▶ **Assignment**: Word for word, retype each record shown below.

Stored data
= = = = = = =

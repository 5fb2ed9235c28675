//! Cell-level casts and formatting.
//!
//! Every cast here is total: a value that cannot be interpreted resolves to
//! `None` instead of an error, so a bad cell nulls itself without dropping
//! the row it lives in. Timestamps outside a sane calendar window are
//! treated as unavailable rather than surfaced.

use chrono::{Datelike, NaiveDate, NaiveDateTime, NaiveTime};

pub const MIN_CALENDAR_YEAR: i32 = 1900;
pub const MAX_CALENDAR_YEAR: i32 = 2100;

const DATE_FORMATS: &[&str] = &["%Y-%m-%d", "%d/%m/%Y", "%m/%d/%Y", "%Y/%m/%d", "%d-%m-%Y"];

const DATETIME_FORMATS: &[&str] = &[
    "%Y-%m-%d %H:%M:%S",
    "%Y-%m-%dT%H:%M:%S",
    "%Y-%m-%dT%H:%M:%S%.f",
    "%d/%m/%Y %H:%M:%S",
    "%m/%d/%Y %H:%M:%S",
    "%Y-%m-%d %H:%M",
    "%Y-%m-%dT%H:%M",
];

/// Interprets a raw cell as a float, tolerating currency symbols, thousands
/// separators, and accounting-style parenthesized negatives.
pub fn cast_number(raw: &str) -> Option<f64> {
    let trimmed = raw.trim();
    if trimmed.is_empty() {
        return None;
    }
    let mut body = trimmed;
    let mut negative = false;
    if body.starts_with('(') && body.ends_with(')') && body.len() > 2 {
        negative = true;
        body = body[1..body.len() - 1].trim();
    }
    let cleaned: String = body
        .chars()
        .filter(|c| !matches!(c, ',' | '_' | ' ' | '$' | '€' | '£' | '¥'))
        .collect();
    if cleaned.is_empty() {
        return None;
    }
    let value: f64 = cleaned.parse().ok()?;
    if !value.is_finite() {
        return None;
    }
    Some(if negative { -value } else { value })
}

/// Interprets a raw cell as a timestamp. Date-only inputs resolve to
/// midnight. Values outside [`MIN_CALENDAR_YEAR`], [`MAX_CALENDAR_YEAR`]
/// are unavailable.
pub fn cast_timestamp(raw: &str) -> Option<NaiveDateTime> {
    let trimmed = raw.trim();
    if trimmed.is_empty() {
        return None;
    }
    let parsed = parse_datetime(trimmed)
        .or_else(|| parse_date(trimmed).map(|date| date.and_time(NaiveTime::MIN)))?;
    in_calendar_range(&parsed).then_some(parsed)
}

/// Passes a text cell through untouched apart from trimming; blank cells
/// become null so they never form their own group downstream.
pub fn cast_text(raw: &str) -> Option<String> {
    let trimmed = raw.trim();
    if trimmed.is_empty() {
        None
    } else {
        Some(trimmed.to_string())
    }
}

pub fn in_calendar_range(ts: &NaiveDateTime) -> bool {
    (MIN_CALENDAR_YEAR..=MAX_CALENDAR_YEAR).contains(&ts.date().year())
}

fn parse_date(value: &str) -> Option<NaiveDate> {
    DATE_FORMATS
        .iter()
        .find_map(|fmt| NaiveDate::parse_from_str(value, fmt).ok())
}

fn parse_datetime(value: &str) -> Option<NaiveDateTime> {
    DATETIME_FORMATS
        .iter()
        .find_map(|fmt| NaiveDateTime::parse_from_str(value, fmt).ok())
}

pub fn format_amount(value: f64) -> String {
    format!("{value:.2}")
}

pub fn format_quantity(value: f64) -> String {
    if value.fract() == 0.0 {
        format!("{value:.0}")
    } else {
        format!("{value:.2}")
    }
}

pub fn format_ratio(value: Option<f64>) -> String {
    value
        .map(|ratio| format!("{:+.1}%", ratio * 100.0))
        .unwrap_or_default()
}

/// ISO-8601 rendering for timestamps crossing the output boundary.
pub fn format_timestamp(ts: &NaiveDateTime) -> String {
    ts.format("%Y-%m-%dT%H:%M:%S").to_string()
}
//! The aggregation engine: deterministic read-only computations over the
//! cleaned relation.
//!
//! Every aggregate here is a pure function of the view's current contents
//! at call time, with no caching and no shared state. All of them
//! tolerate an empty or all-null relation by returning empty or zero
//! results.
//!
//! Growth metrics compare calendar buckets relative to a supplied anchor
//! date. The public [`CleanedView::summary`] anchors at the wall clock,
//! which is surprising for historical datasets but preserved for
//! compatibility; [`CleanedView::summary_at`] is the seam where a
//! data-anchored variant would plug in.

use std::collections::BTreeMap;

use chrono::{Datelike, Local, NaiveDate, NaiveDateTime};
use itertools::Itertools;
use serde::Serialize;

use crate::cleaned::CleanedView;

pub const DEFAULT_TOP_LIMIT: usize = 10;
pub const ANOMALY_Z_THRESHOLD: f64 = 2.0;

#[derive(Debug, Clone, Copy, PartialEq, Eq, Default)]
pub enum SortDirection {
    Asc,
    #[default]
    Desc,
}

/// Paging and ordering for the top-products query.
#[derive(Debug, Clone)]
pub struct TopOptions {
    /// Maximum rows returned; 0 means unlimited.
    pub limit: usize,
    pub offset: usize,
    pub direction: SortDirection,
}

impl Default for TopOptions {
    fn default() -> Self {
        Self {
            limit: DEFAULT_TOP_LIMIT,
            offset: 0,
            direction: SortDirection::Desc,
        }
    }
}

#[derive(Debug, Clone, PartialEq, Serialize)]
pub struct Summary {
    pub total_revenue: f64,
    pub total_quantity: f64,
    pub row_count: usize,
    pub has_date: bool,
    pub min_date: Option<NaiveDateTime>,
    pub max_date: Option<NaiveDateTime>,
    pub mom_growth_pct: Option<f64>,
    pub yoy_growth_pct: Option<f64>,
}

#[derive(Debug, Clone, PartialEq, Serialize)]
pub struct SeriesPoint {
    pub bucket: NaiveDate,
    pub revenue: f64,
    pub quantity: f64,
}

#[derive(Debug, Clone, PartialEq, Serialize)]
pub struct ProductRow {
    pub product: String,
    pub revenue: f64,
    pub quantity: f64,
}

#[derive(Debug, Clone, PartialEq, Serialize)]
pub struct GeoRow {
    pub state: Option<String>,
    pub city: Option<String>,
    pub revenue: f64,
    pub quantity: f64,
}

#[derive(Debug, Clone, PartialEq, Serialize)]
pub struct ChannelRow {
    pub channel: String,
    pub revenue: f64,
    pub quantity: f64,
}

#[derive(Debug, Clone, PartialEq, Serialize)]
pub struct DailyAnomaly {
    pub day: NaiveDate,
    pub revenue: f64,
    pub zscore: f64,
}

= = = = = = =

▶ **Result of the task**:
repository 5fb2ed9235c28675
//! Cell-level casts and formatting.
//!
//! Every cast here is total: a value that cannot be interpreted resolves to
//! `None` instead of an error, so a bad cell nulls itself without dropping
//! the row it lives in. Timestamps outside a sane calendar window are
//! treated as unavailable rather than surfaced.

use chrono::{Datelike, NaiveDate, NaiveDateTime, NaiveTime};

pub const MIN_CALENDAR_YEAR: i32 = 1900;
pub const MAX_CALENDAR_YEAR: i32 = 2100;

const DATE_FORMATS: &[&str] = &["%Y-%m-%d", "%d/%m/%Y", "%m/%d/%Y", "%Y/%m/%d", "%d-%m-%Y"];

const DATETIME_FORMATS: &[&str] = &[
    "%Y-%m-%d %H:%M:%S",
    "%Y-%m-%dT%H:%M:%S",
    "%Y-%m-%dT%H:%M:%S%.f",
    "%d/%m/%Y %H:%M:%S",
    "%m/%d/%Y %H:%M:%S",
    "%Y-%m-%d %H:%M",
    "%Y-%m-%dT%H:%M",
];

/// Interprets a raw cell as a float, tolerating currency symbols, thousands
/// separators, and accounting-style parenthesized negatives.
pub fn cast_number(raw: &str) -> Option<f64> {
    let trimmed = raw.trim();
    if trimmed.is_empty() {
        return None;
    }
    let mut body = trimmed;
    let mut negative = false;
    if body.starts_with('(') && body.ends_with(')') && body.len() > 2 {
        negative = true;
        body = body[1..body.len() - 1].trim();
    }
    let cleaned: String = body
        .chars()
        .filter(|c| !matches!(c, ',' | '_' | ' ' | '$' | '€' | '£' | '¥'))
        .collect();
    if cleaned.is_empty() {
        return None;
    }
    let value: f64 = cleaned.parse().ok()?;
    if !value.is_finite() {
        return None;
    }
    Some(if negative { -value } else { value })
}

/// Interprets a raw cell as a timestamp. Date-only inputs resolve to
/// midnight. Values outside [`MIN_CALENDAR_YEAR`], [`MAX_CALENDAR_YEAR`]
/// are unavailable.
pub fn cast_timestamp(raw: &str) -> Option<NaiveDateTime> {
    let trimmed = raw.trim();
    if trimmed.is_empty() {
        return None;
    }
    let parsed = parse_datetime(trimmed)
        .or_else(|| parse_date(trimmed).map(|date| date.and_time(NaiveTime::MIN)))?;
    in_calendar_range(&parsed).then_some(parsed)
}

/// Passes a text cell through untouched apart from trimming; blank cells
/// become null so they never form their own group downstream.
pub fn cast_text(raw: &str) -> Option<String> {
    let trimmed = raw.trim();
    if trimmed.is_empty() {
        None
    } else {
        Some(trimmed.to_string())
    }
}

pub fn in_calendar_range(ts: &NaiveDateTime) -> bool {
    (MIN_CALENDAR_YEAR..=MAX_CALENDAR_YEAR).contains(&ts.date().year())
}

fn parse_date(value: &str) -> Option<NaiveDate> {
    DATE_FORMATS
        .iter()
        .find_map(|fmt| NaiveDate::parse_from_str(value, fmt).ok())
}

fn parse_datetime(value: &str) -> Option<NaiveDateTime> {
    DATETIME_FORMATS
        .iter()
        .find_map(|fmt| NaiveDateTime::parse_from_str(value, fmt).ok())
}

pub fn format_amount(value: f64) -> String {
    format!("{value:.2}")
}

pub fn format_quantity(value: f64) -> String {
    if value.fract() == 0.0 {
        format!("{value:.0}")
    } else {
        format!("{value:.2}")
    }
}

pub fn format_ratio(value: Option<f64>) -> String {
    value
        .map(|ratio| format!("{:+.1}%", ratio * 100.0))
        .unwrap_or_default()
}

/// ISO-8601 rendering for timestamps crossing the output boundary.
pub fn format_timestamp(ts: &NaiveDateTime) -> String {
    ts.format("%Y-%m-%dT%H:%M:%S").to_string()
}
//! The aggregation engine: deterministic read-only computations over the
//! cleaned relation.
//!
//! Every aggregate here is a pure function of the view's current contents
//! at call time, with no caching and no shared state. All of them
//! tolerate an empty or all-null relation by returning empty or zero
//! results.
//!
//! Growth metrics compare calendar buckets relative to a supplied anchor
//! date. The public [`CleanedView::summary`] anchors at the wall clock,
//! which is surprising for historical datasets but preserved for
//! compatibility; [`CleanedView::summary_at`] is the seam where a
//! data-anchored variant would plug in.

use std::collections::BTreeMap;

use chrono::{Datelike, Local, NaiveDate, NaiveDateTime};
use itertools::Itertools;
use serde::Serialize;

use crate::cleaned::CleanedView;

pub const DEFAULT_TOP_LIMIT: usize = 10;
pub const ANOMALY_Z_THRESHOLD: f64 = 2.0;

#[derive(Debug, Clone, Copy, PartialEq, Eq, Default)]
pub enum SortDirection {
    Asc,
    #[default]
    Desc,
}

/// Paging and ordering for the top-products query.
#[derive(Debug, Clone)]
pub struct TopOptions {
    /// Maximum rows returned; 0 means unlimited.
    pub limit: usize,
    pub offset: usize,
    pub direction: SortDirection,
}

impl Default for TopOptions {
    fn default() -> Self {
        Self {
            limit: DEFAULT_TOP_LIMIT,
            offset: 0,
            direction: SortDirection::Desc,
        }
    }
}

#[derive(Debug, Clone, PartialEq, Serialize)]
pub struct Summary {
    pub total_revenue: f64,
    pub total_quantity: f64,
    pub row_count: usize,
    pub has_date: bool,
    pub min_date: Option<NaiveDateTime>,
    pub max_date: Option<NaiveDateTime>,
    pub mom_growth_pct: Option<f64>,
    pub yoy_growth_pct: Option<f64>,
}

#[derive(Debug, Clone, PartialEq, Serialize)]
pub struct SeriesPoint {
    pub bucket: NaiveDate,
    pub revenue: f64,
    pub quantity: f64,
}

#[derive(Debug, Clone, PartialEq, Serialize)]
pub struct ProductRow {
    pub product: String,
    pub revenue: f64,
    pub quantity: f64,
}

#[derive(Debug, Clone, PartialEq, Serialize)]
pub struct GeoRow {
    pub state: Option<String>,
    pub city: Option<String>,
    pub revenue: f64,
    pub quantity: f64,
}

#[derive(Debug, Clone, PartialEq, Serialize)]
pub struct ChannelRow {
    pub channel: String,
    pub revenue: f64,
    pub quantity: f64,
}

#[derive(Debug, Clone, PartialEq, Serialize)]
pub struct DailyAnomaly {
    pub day: NaiveDate,
    pub revenue: f64,
    pub zscore: f64,
}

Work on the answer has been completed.